= Ann Marie Yasin =

Art professor in California, US

Ann Marie Yasin is an Associate Professor of Art History and Classics at the University of Southern California specializing in the architecture and material culture of the Roman and late antique world. She studies materiality, built-environments, landscapes, and urbanism as they pertain to the ancient and late ancient religious worlds.

== Biography ==
In 1993, Yasin earned her Bachelor of Arts from the University of Michigan, where she majored in Classical Archaeology and History of Art. In 1995, she received her Master of Arts in Art History from the University of Chicago with her thesis The Vienna Dioscorides: A Late Antique Document of Social Exchange. In 2002, she earned her Ph.D. in Art History, also from the University of Chicago. Her doctoral thesis was titled: Commemorating the Dead – Constructing the Community: Church Space, Funerary Monuments and Saints' Cults in Late Antiquity.

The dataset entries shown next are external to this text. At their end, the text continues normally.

//! Key/value blackboard shared by agents of one invocation
//!
//! Cloning a [`SharedState`] yields another handle to the same map. Whoever
//! creates the state owns its teardown and calls [`SharedState::clear`].

use serde_json::Value;
use std::collections::HashMap;
use std::sync::{Arc, Mutex, MutexGuard};

/// Mutex-guarded key to JSON value map
#[derive(Debug, Clone, Default)]
pub struct SharedState {
    inner: Arc<Mutex<HashMap<String, Value>>>,
}

impl SharedState {
    /// Create an empty blackboard
    #[must_use]
    pub fn new() -> Self {
        Self::default()
    }

    fn lock(&self) -> MutexGuard<'_, HashMap<String, Value>> {
        self.inner.lock().unwrap_or_else(|e| e.into_inner())
    }

    /// Read a value
    #[must_use]
    pub fn get(&self, key: &str) -> Option<Value> {
        self.lock().get(key).cloned()
    }

    /// Write a value, returning the previous one
    pub fn set(&self, key: impl Into<String>, value: Value) -> Option<Value> {
        self.lock().insert(key.into(), value)
    }

    /// Remove a value
    pub fn remove(&self, key: &str) -> Option<Value> {
        self.lock().remove(key)
    }

    /// Sorted list of keys
    #[must_use]
    pub fn keys(&self) -> Vec<String> {
        let mut keys: Vec<String> = self.lock().keys().cloned().collect();
        keys.sort();
        keys
    }

    /// Copy of the whole map
    #[must_use]
    pub fn snapshot(&self) -> HashMap<String, Value> {
        self.lock().clone()
    }

    /// Number of entries
    #[must_use]
    pub fn len(&self) -> usize {
        self.lock().len()
    }

    /// Whether the blackboard is empty
    #[must_use]
    pub fn is_empty(&self) -> bool {
        self.lock().is_empty()
    }

    /// Drop every entry
    pub fn clear(&self) {
        self.lock().clear();
    }

    /// Whether two handles point at the same map
    #[must_use]
    pub fn same_as(&self, other: &SharedState) -> bool {
        Arc::ptr_eq(&self.inner, &other.inner)
    }
}

#[cfg(test)]
mod tests {
    use super::*;
    use serde_json::json;

    #[test]
    fn test_clones_share_entries() {
        let state = SharedState::new();
        let handle = state.clone();
        handle.set("plan", json!(["a", "b"]));

        assert_eq!(state.get("plan"), Some(json!(["a", "b"])));
        assert!(state.same_as(&handle));
        assert!(!state.same_as(&SharedState::new()));
    }

    #[test]
    fn test_set_returns_previous() {
        let state = SharedState::new();
        assert!(state.set("k", json!(1)).is_none());
        assert_eq!(state.set("k", json!(2)), Some(json!(1)));
        assert_eq!(state.len(), 1);
    }

    #[test]
    fn test_clear() {
        let state = SharedState::new();
        state.set("b", json!(true));
        state.set("a", json!(false));
        assert_eq!(state.keys(), vec!["a".to_string(), "b".to_string()]);

        state.clear();
        assert!(state.is_empty());
    }
}
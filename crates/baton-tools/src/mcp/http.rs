//! HTTP transports: streamable HTTP and legacy SSE

use super::protocol::{McpError, McpRequest, McpResponse, McpResult};
use super::transport::{McpSession, PendingRequests};
use baton_llm::util::expand_env;
use futures::StreamExt;
use reqwest::header::{ACCEPT, CONTENT_TYPE};
use std::collections::BTreeMap;
use std::sync::atomic::{AtomicBool, AtomicU64, Ordering};
use std::sync::Mutex;
use std::time::Duration;
use tokio::sync::oneshot;
use tokio::task::JoinHandle;
use tracing::{debug, info, warn};

const SESSION_HEADER: &str = "Mcp-Session-Id";

fn expand_headers(headers: &BTreeMap<String, String>) -> BTreeMap<String, String> {
    headers
        .iter()
        .map(|(k, v)| (k.clone(), expand_env(v)))
        .collect()
}

fn transport_err(server: &str, e: impl std::fmt::Display) -> McpError {
    McpError::Transport(format!("{server}: {e}"))
}

async fn check_status(server: &str, resp: reqwest::Response) -> McpResult<reqwest::Response> {
    let status = resp.status();
    if status.is_success() {
        return Ok(resp);
    }
    let body = resp.text().await.unwrap_or_default();
    Err(McpError::Transport(format!(
        "{server} returned HTTP {status}: {body}"
    )))
}

/// One server-sent event
#[derive(Debug, Clone, PartialEq)]
pub(crate) struct SseEvent {
    pub event: String,
    pub data: String,
}

/// Incremental `text/event-stream` decoder
#[derive(Debug, Default)]
pub(crate) struct SseParser {
    buffer: Vec<u8>,
    event: Option<String>,
    data: Vec<String>,
}

impl SseParser {
    /// Feed bytes, returning every event completed by them
    pub(crate) fn push(&mut self, chunk: &[u8]) -> Vec<SseEvent> {
        self.buffer.extend_from_slice(chunk);
        let mut events = Vec::new();

        while let Some(pos) = self.buffer.iter().position(|b| *b == b'\n') {
            let raw: Vec<u8> = self.buffer.drain(..=pos).collect();
            let line = String::from_utf8_lossy(&raw)
                .trim_end_matches(['\n', '\r'])
                .to_string();

            if line.is_empty() {
                if self.data.is_empty() {
                    self.event = None;
                } else {
                    events.push(SseEvent {
                        event: self.event.take().unwrap_or_else(|| "message".to_string()),
                        data: self.data.join("\n"),
                    });
                    self.data.clear();
                }
                continue;
            }
            if line.starts_with(':') {
                continue;
            }

            let (field, value) = match line.split_once(':') {
                Some((f, v)) => (f, v.strip_prefix(' ').unwrap_or(v)),
                None => (line.as_str(), ""),
            };
            match field {
                "event" => self.event = Some(value.to_string()),
                "data" => self.data.push(value.to_string()),
                _ => {}
            }
        }

        events
    }
}

// ============================================================================
// Streamable HTTP
// ============================================================================

/// Session over the streamable HTTP transport
pub struct HttpSession {
    name: String,
    client: reqwest::Client,
    url: String,
    headers: BTreeMap<String, String>,
    session_id: Mutex<Option<String>>,
    next_id: AtomicU64,
    closed: AtomicBool,
    request_timeout: Duration,
}

impl HttpSession {
    /// Create a session; nothing is sent until the first request
    #[must_use]
    pub fn new(
        name: &str,
        client: reqwest::Client,
        url: &str,
        headers: &BTreeMap<String, String>,
        request_timeout: Duration,
    ) -> Self {
        Self {
            name: name.to_string(),
            client,
            url: url.to_string(),
            headers: expand_headers(headers),
            session_id: Mutex::new(None),
            next_id: AtomicU64::new(1),
            closed: AtomicBool::new(false),
            request_timeout,
        }
    }

    fn session_id(&self) -> Option<String> {
        self.session_id
            .lock()
            .unwrap_or_else(|e| e.into_inner())
            .clone()
    }

    async fn post(&self, body: &McpRequest) -> McpResult<reqwest::Response> {
        if self.closed.load(Ordering::SeqCst) {
            return Err(McpError::Closed(self.name.clone()));
        }

        let mut request = self
            .client
            .post(&self.url)
            .header(ACCEPT, "application/json, text/event-stream")
            .json(body);
        for (key, value) in &self.headers {
            request = request.header(key, value);
        }
        if let Some(id) = self.session_id() {
            request = request.header(SESSION_HEADER, id);
        }

        debug!(server = %self.name, method = %body.method, "POST to MCP server");
        let resp = request
            .send()
            .await
            .map_err(|e| transport_err(&self.name, e))?;

        if let Some(id) = resp
            .headers()
            .get(SESSION_HEADER)
            .and_then(|v| v.to_str().ok())
        {
            *self.session_id.lock().unwrap_or_else(|e| e.into_inner()) = Some(id.to_string());
        }

        check_status(&self.name, resp).await
    }

    async fn read_reply(&self, resp: reqwest::Response, id: u64) -> McpResult<McpResponse> {
        let is_stream = resp
            .headers()
            .get(CONTENT_TYPE)
            .and_then(|v| v.to_str().ok())
            .is_some_and(|ct| ct.starts_with("text/event-stream"));

        if is_stream {
            let mut stream = resp.bytes_stream();
            let mut parser = SseParser::default();
            while let Some(chunk) = stream.next().await {
                let chunk = chunk.map_err(|e| transport_err(&self.name, e))?;
                for event in parser.push(&chunk) {
                    match serde_json::from_str::<McpResponse>(&event.data) {
                        Ok(reply) if reply.is_reply() && reply.id == Some(id) => return Ok(reply),
                        Ok(_) => {}
                        Err(e) => debug!(server = %self.name, error = %e, "Skipping event"),
                    }
                }
            }
            return Err(McpError::Protocol(format!(
                "{}: stream ended before reply {id}",
                self.name
            )));
        }

        let value: serde_json::Value = resp
            .json()
            .await
            .map_err(|e| McpError::Protocol(format!("{}: {e}", self.name)))?;
        let candidates = match value {
            serde_json::Value::Array(items) => items,
            other => vec![other],
        };
        candidates
            .into_iter()
            .filter_map(|v| serde_json::from_value::<McpResponse>(v).ok())
            .find(|r| r.is_reply() && r.id == Some(id))
            .ok_or_else(|| McpError::Protocol(format!("{}: no reply for request {id}", self.name)))
    }
}

#[async_trait::async_trait]
impl McpSession for HttpSession {
    async fn request(
        &self,
        method: &str,
        params: Option<serde_json::Value>,
    ) -> McpResult<serde_json::Value> {
        let id = self.next_id.fetch_add(1, Ordering::SeqCst);
        let request = McpRequest::new(method, id).with_params(params);
        let exchange = async {
            let resp = self.post(&request).await?;
            self.read_reply(resp, id).await
        };
        tokio::time::timeout(self.request_timeout, exchange)
            .await
            .map_err(|_| McpError::Timeout(self.request_timeout))??
            .into_result()
    }

    async fn notify(&self, method: &str, params: Option<serde_json::Value>) -> McpResult<()> {
        let request = McpRequest::notification(method).with_params(params);
        tokio::time::timeout(self.request_timeout, self.post(&request))
            .await
            .map_err(|_| McpError::Timeout(self.request_timeout))??;
        Ok(())
    }

    async fn close(&self) {
        if self.closed.swap(true, Ordering::SeqCst) {
            return;
        }
        let Some(id) = self.session_id() else {
            return;
        };
        let mut request = self.client.delete(&self.url).header(SESSION_HEADER, id);
        for (key, value) in &self.headers {
            request = request.header(key, value);
        }
        if let Err(e) = request.send().await {
            debug!(server = %self.name, error = %e, "Session delete failed");
        }
        info!(server = %self.name, "MCP HTTP session closed");
    }
}

// ============================================================================
// Legacy SSE
// ============================================================================

/// Session over the legacy SSE transport
pub struct SseSession {
    name: String,
    client: reqwest::Client,
    endpoint: String,
    headers: BTreeMap<String, String>,
    pending: PendingRequests,
    reader: Mutex<Option<JoinHandle<()>>>,
    request_timeout: Duration,
}

impl SseSession {
    /// Open the event stream and wait for the `endpoint` event
    pub async fn connect(
        name: &str,
        client: reqwest::Client,
        url: &str,
        headers: &BTreeMap<String, String>,
        request_timeout: Duration,
    ) -> McpResult<Self> {
        let headers = expand_headers(headers);
        let base = reqwest::Url::parse(url).map_err(|e| transport_err(name, e))?;

        let mut request = client.get(url).header(ACCEPT, "text/event-stream");
        for (key, value) in &headers {
            request = request.header(key, value);
        }
        let resp = tokio::time::timeout(request_timeout, request.send())
            .await
            .map_err(|_| McpError::Timeout(request_timeout))?
            .map_err(|e| transport_err(name, e))?;
        let resp = check_status(name, resp).await?;

        let pending = PendingRequests::new();
        let (endpoint_tx, endpoint_rx) = oneshot::channel::<String>();

        let reader_pending = pending.clone();
        let server_name = name.to_string();
        let reader = tokio::spawn(async move {
            let mut endpoint_tx = Some(endpoint_tx);
            let mut stream = resp.bytes_stream();
            let mut parser = SseParser::default();
            while let Some(chunk) = stream.next().await {
                let chunk = match chunk {
                    Ok(c) => c,
                    Err(e) => {
                        warn!(server = %server_name, error = %e, "SSE stream error");
                        break;
                    }
                };
                for event in parser.push(&chunk) {
                    match event.event.as_str() {
                        "endpoint" => {
                            if let Some(tx) = endpoint_tx.take() {
                                let _ = tx.send(event.data.trim().to_string());
                            }
                        }
                        "message" => match serde_json::from_str::<McpResponse>(&event.data) {
                            Ok(response) => reader_pending.resolve(response),
                            Err(e) => {
                                warn!(server = %server_name, error = %e, "Failed to parse message");
                            }
                        },
                        other => debug!(server = %server_name, event = %other, "Ignoring event"),
                    }
                }
            }
            reader_pending.fail_all();
            debug!(server = %server_name, "SSE reader exited");
        });

        let endpoint = match tokio::time::timeout(request_timeout, endpoint_rx).await {
            Ok(Ok(endpoint)) => endpoint,
            Ok(Err(_)) => {
                return Err(McpError::Transport(format!(
                    "{name}: stream closed before endpoint event"
                )))
            }
            Err(_) => {
                reader.abort();
                return Err(McpError::Timeout(request_timeout));
            }
        };
        let endpoint = base
            .join(&endpoint)
            .map_err(|e| transport_err(name, e))?
            .to_string();

        info!(server = %name, endpoint = %endpoint, "MCP SSE session established");

        Ok(Self {
            name: name.to_string(),
            client,
            endpoint,
            headers,
            pending,
            reader: Mutex::new(Some(reader)),
            request_timeout,
        })
    }

    async fn post(&self, body: &McpRequest) -> McpResult<()> {
        if self
            .reader
            .lock()
            .unwrap_or_else(|e| e.into_inner())
            .is_none()
        {
            return Err(McpError::Closed(self.name.clone()));
        }
        let mut request = self.client.post(&self.endpoint).json(body);
        for (key, value) in &self.headers {
            request = request.header(key, value);
        }
        let resp = request
            .send()
            .await
            .map_err(|e| transport_err(&self.name, e))?;
        check_status(&self.name, resp).await.map(|_| ())
    }
}

#[async_trait::async_trait]
impl McpSession for SseSession {
    async fn request(
        &self,
        method: &str,
        params: Option<serde_json::Value>,
    ) -> McpResult<serde_json::Value> {
        let id = self.pending.next_id();
        let rx = self.pending.register(id);
        let request = McpRequest::new(method, id).with_params(params);
        if let Err(e) = self.post(&request).await {
            self.pending.forget(id);
            return Err(e);
        }
        self.pending
            .wait(&self.name, id, rx, self.request_timeout)
            .await
    }

    async fn notify(&self, method: &str, params: Option<serde_json::Value>) -> McpResult<()> {
        self.post(&McpRequest::notification(method).with_params(params))
            .await
    }

    async fn close(&self) {
        let reader = self
            .reader
            .lock()
            .unwrap_or_else(|e| e.into_inner())
            .take();
        if let Some(reader) = reader {
            reader.abort();
            info!(server = %self.name, "MCP SSE session closed");
        }
        self.pending.fail_all();
    }
}

#[cfg(test)]
mod tests {
    use super::*;

    #[test]
    fn test_sse_parser_split_chunks() {
        let mut parser = SseParser::default();
        assert!(parser.push(b"event: endpoint\nda").is_empty());
        let events = parser.push(b"ta: /messages?session=1\n\n");
        assert_eq!(
            events,
            vec![SseEvent {
                event: "endpoint".to_string(),
                data: "/messages?session=1".to_string(),
            }]
        );
    }

    #[test]
    fn test_sse_parser_defaults_and_multiline() {
        let mut parser = SseParser::default();
        let events = parser.push(b": keepalive\r\ndata: {\"a\":\r\ndata: 1}\r\n\r\n");
        assert_eq!(events.len(), 1);
        assert_eq!(events[0].event, "message");
        assert_eq!(events[0].data, "{\"a\":\n1}");
    }

    #[test]
    fn test_expand_headers() {
        std::env::set_var("BATON_HTTP_TEST_TOKEN", "t0k");
        let mut headers = BTreeMap::new();
        headers.insert(
            "Authorization".to_string(),
            "Bearer ${BATON_HTTP_TEST_TOKEN}".to_string(),
        );
        assert_eq!(expand_headers(&headers)["Authorization"], "Bearer t0k");
    }

    #[tokio::test]
    async fn test_closed_http_session_rejects_requests() {
        let session = HttpSession::new(
            "remote",
            reqwest::Client::new(),
            "http://127.0.0.1:9/mcp",
            &BTreeMap::new(),
            Duration::from_secs(1),
        );
        session.close().await;
        session.close().await;
        assert!(matches!(
            session.request("tools/list", None).await,
            Err(McpError::Closed(_))
        ));
    }
}
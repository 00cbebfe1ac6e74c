//! Configuration store
//!
//! Read/write access to agents, models, search engines and prompts.

use super::AppConfig;
use crate::agents::AgentConfig;
use crate::error::Result;
use async_trait::async_trait;
use baton_llm::{ModelConfig, SearchEngineConfig};
use std::path::{Path, PathBuf};
use std::sync::RwLock;
use tracing::debug;

/// Trait for configuration storage
#[async_trait]
pub trait ConfigStore: Send + Sync {
    /// Get an agent by name
    async fn get_agent(&self, name: &str) -> Result<Option<AgentConfig>>;

    /// Insert or replace an agent
    async fn set_agent(&self, agent: AgentConfig) -> Result<()>;

    /// Get a model by name
    async fn get_model(&self, name: &str) -> Result<Option<ModelConfig>>;

    /// Get a search engine by name
    async fn get_search_engine(&self, name: &str) -> Result<Option<SearchEngineConfig>>;

    /// Get a prompt template by name
    async fn get_template(&self, name: &str) -> Result<Option<String>>;

    /// Get a system prompt by name
    async fn get_system_prompt(&self, name: &str) -> Result<Option<String>>;

    /// List agent names
    async fn list_agents(&self) -> Result<Vec<String>>;
}

/// Config store backed by an [`AppConfig`], optionally persisted to a TOML file
pub struct FileConfigStore {
    config: RwLock<AppConfig>,
    path: Option<PathBuf>,
}

impl FileConfigStore {
    /// Store that never touches disk
    #[must_use]
    pub fn in_memory(config: AppConfig) -> Self {
        Self {
            config: RwLock::new(config.normalize()),
            path: None,
        }
    }

    /// Store that writes back to `path` on every change
    pub fn open(path: impl Into<PathBuf>) -> Result<Self> {
        let path = path.into();
        let config = AppConfig::load(&path)?;
        Ok(Self {
            config: RwLock::new(config),
            path: Some(path),
        })
    }

    /// Wrap an already loaded config that belongs to `path`
    #[must_use]
    pub fn with_path(config: AppConfig, path: impl Into<PathBuf>) -> Self {
        Self {
            config: RwLock::new(config.normalize()),
            path: Some(path.into()),
        }
    }

    /// Backing file, if any
    pub fn path(&self) -> Option<&Path> {
        self.path.as_deref()
    }

    /// Copy of the current configuration
    pub fn snapshot(&self) -> AppConfig {
        self.config
            .read()
            .unwrap_or_else(|e| e.into_inner())
            .clone()
    }

    fn read<T>(&self, f: impl FnOnce(&AppConfig) -> T) -> T {
        let guard = self.config.read().unwrap_or_else(|e| e.into_inner());
        f(&guard)
    }
}

#[async_trait]
impl ConfigStore for FileConfigStore {
    async fn get_agent(&self, name: &str) -> Result<Option<AgentConfig>> {
        Ok(self.read(|c| c.agents.get(name).cloned()))
    }

    async fn set_agent(&self, agent: AgentConfig) -> Result<()> {
        agent.validate()?;

        let snapshot = {
            let mut guard = self.config.write().unwrap_or_else(|e| e.into_inner());
            guard.agents.insert(agent.name.clone(), agent.clone());
            guard.clone()
        };

        if let Some(path) = &self.path {
            snapshot.save(path)?;
            debug!(agent = %agent.name, path = %path.display(), "Agent saved");
        }
        Ok(())
    }

    async fn get_model(&self, name: &str) -> Result<Option<ModelConfig>> {
        Ok(self.read(|c| c.models.get(name).cloned()))
    }

    async fn get_search_engine(&self, name: &str) -> Result<Option<SearchEngineConfig>> {
        Ok(self.read(|c| c.search_engines.get(name).cloned()))
    }

    async fn get_template(&self, name: &str) -> Result<Option<String>> {
        Ok(self.read(|c| c.templates.get(name).cloned()))
    }

    async fn get_system_prompt(&self, name: &str) -> Result<Option<String>> {
        Ok(self.read(|c| c.system_prompts.get(name).cloned()))
    }

    async fn list_agents(&self) -> Result<Vec<String>> {
        Ok(self.read(|c| c.agents.keys().cloned().collect()))
    }
}

#[cfg(test)]
mod tests {
    use super::*;
    use baton_llm::ProviderKind;

    fn sample() -> AppConfig {
        let mut config = AppConfig::default();
        config.models.insert(
            "fast".to_string(),
            ModelConfig::new(ProviderKind::Anthropic, "claude-3-5-haiku"),
        );
        config
            .agents
            .insert("coder".to_string(), AgentConfig::new("", "fast"));
        config
            .templates
            .insert("review".to_string(), "Review this".to_string());
        config
    }

    #[tokio::test]
    async fn test_in_memory_lookup() {
        let store = FileConfigStore::in_memory(sample());

        let agent = store.get_agent("coder").await.unwrap().unwrap();
        assert_eq!(agent.name, "coder");
        assert!(store.get_agent("nobody").await.unwrap().is_none());
        assert_eq!(
            store.get_model("fast").await.unwrap().unwrap().provider,
            ProviderKind::Anthropic
        );
        assert_eq!(
            store.get_template("review").await.unwrap().as_deref(),
            Some("Review this")
        );
        assert!(store.get_system_prompt("review").await.unwrap().is_none());
        assert_eq!(store.list_agents().await.unwrap(), vec!["coder"]);
    }

    #[tokio::test]
    async fn test_set_agent_persists() {
        let dir = tempfile::tempdir().unwrap();
        let path = dir.path().join("config.toml");
        sample().normalize().save(&path).unwrap();

        let store = FileConfigStore::open(&path).unwrap();
        store
            .set_agent(AgentConfig::new("writer", "fast").with_max_recursions(-1))
            .await
            .unwrap();

        let reopened = FileConfigStore::open(&path).unwrap();
        let writer = reopened.get_agent("writer").await.unwrap().unwrap();
        assert_eq!(writer.max_recursions, -1);
        assert_eq!(reopened.list_agents().await.unwrap(), vec!["coder", "writer"]);
    }

    #[tokio::test]
    async fn test_set_agent_rejects_invalid() {
        let store = FileConfigStore::in_memory(sample());
        let result = store
            .set_agent(AgentConfig::new("bad", "fast").with_max_recursions(0))
            .await;
        assert!(result.is_err());
        assert!(store.get_agent("bad").await.unwrap().is_none());
    }
}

In 1997 and 1998, Yasin served as a lecturer at the University of Chicago; she continued as a lecturer here in 2001. In 2000, Yasin was the Assistant Director of the Classical Summer School at the American Academy in Rome. Between 2002 and 2005, Yasin taught at Northwestern University as an assistant professor in both the Department of Art History and a joint-appointment in the Department of Classics. Since 2005, Yasin has worked at the University of Southern California in the departments of Classics and Art History, advancing from Assistant Professor to Associate Professor in 2009. Yasin was a member of the American Council of Learned Societies Fellowship Program in 2018.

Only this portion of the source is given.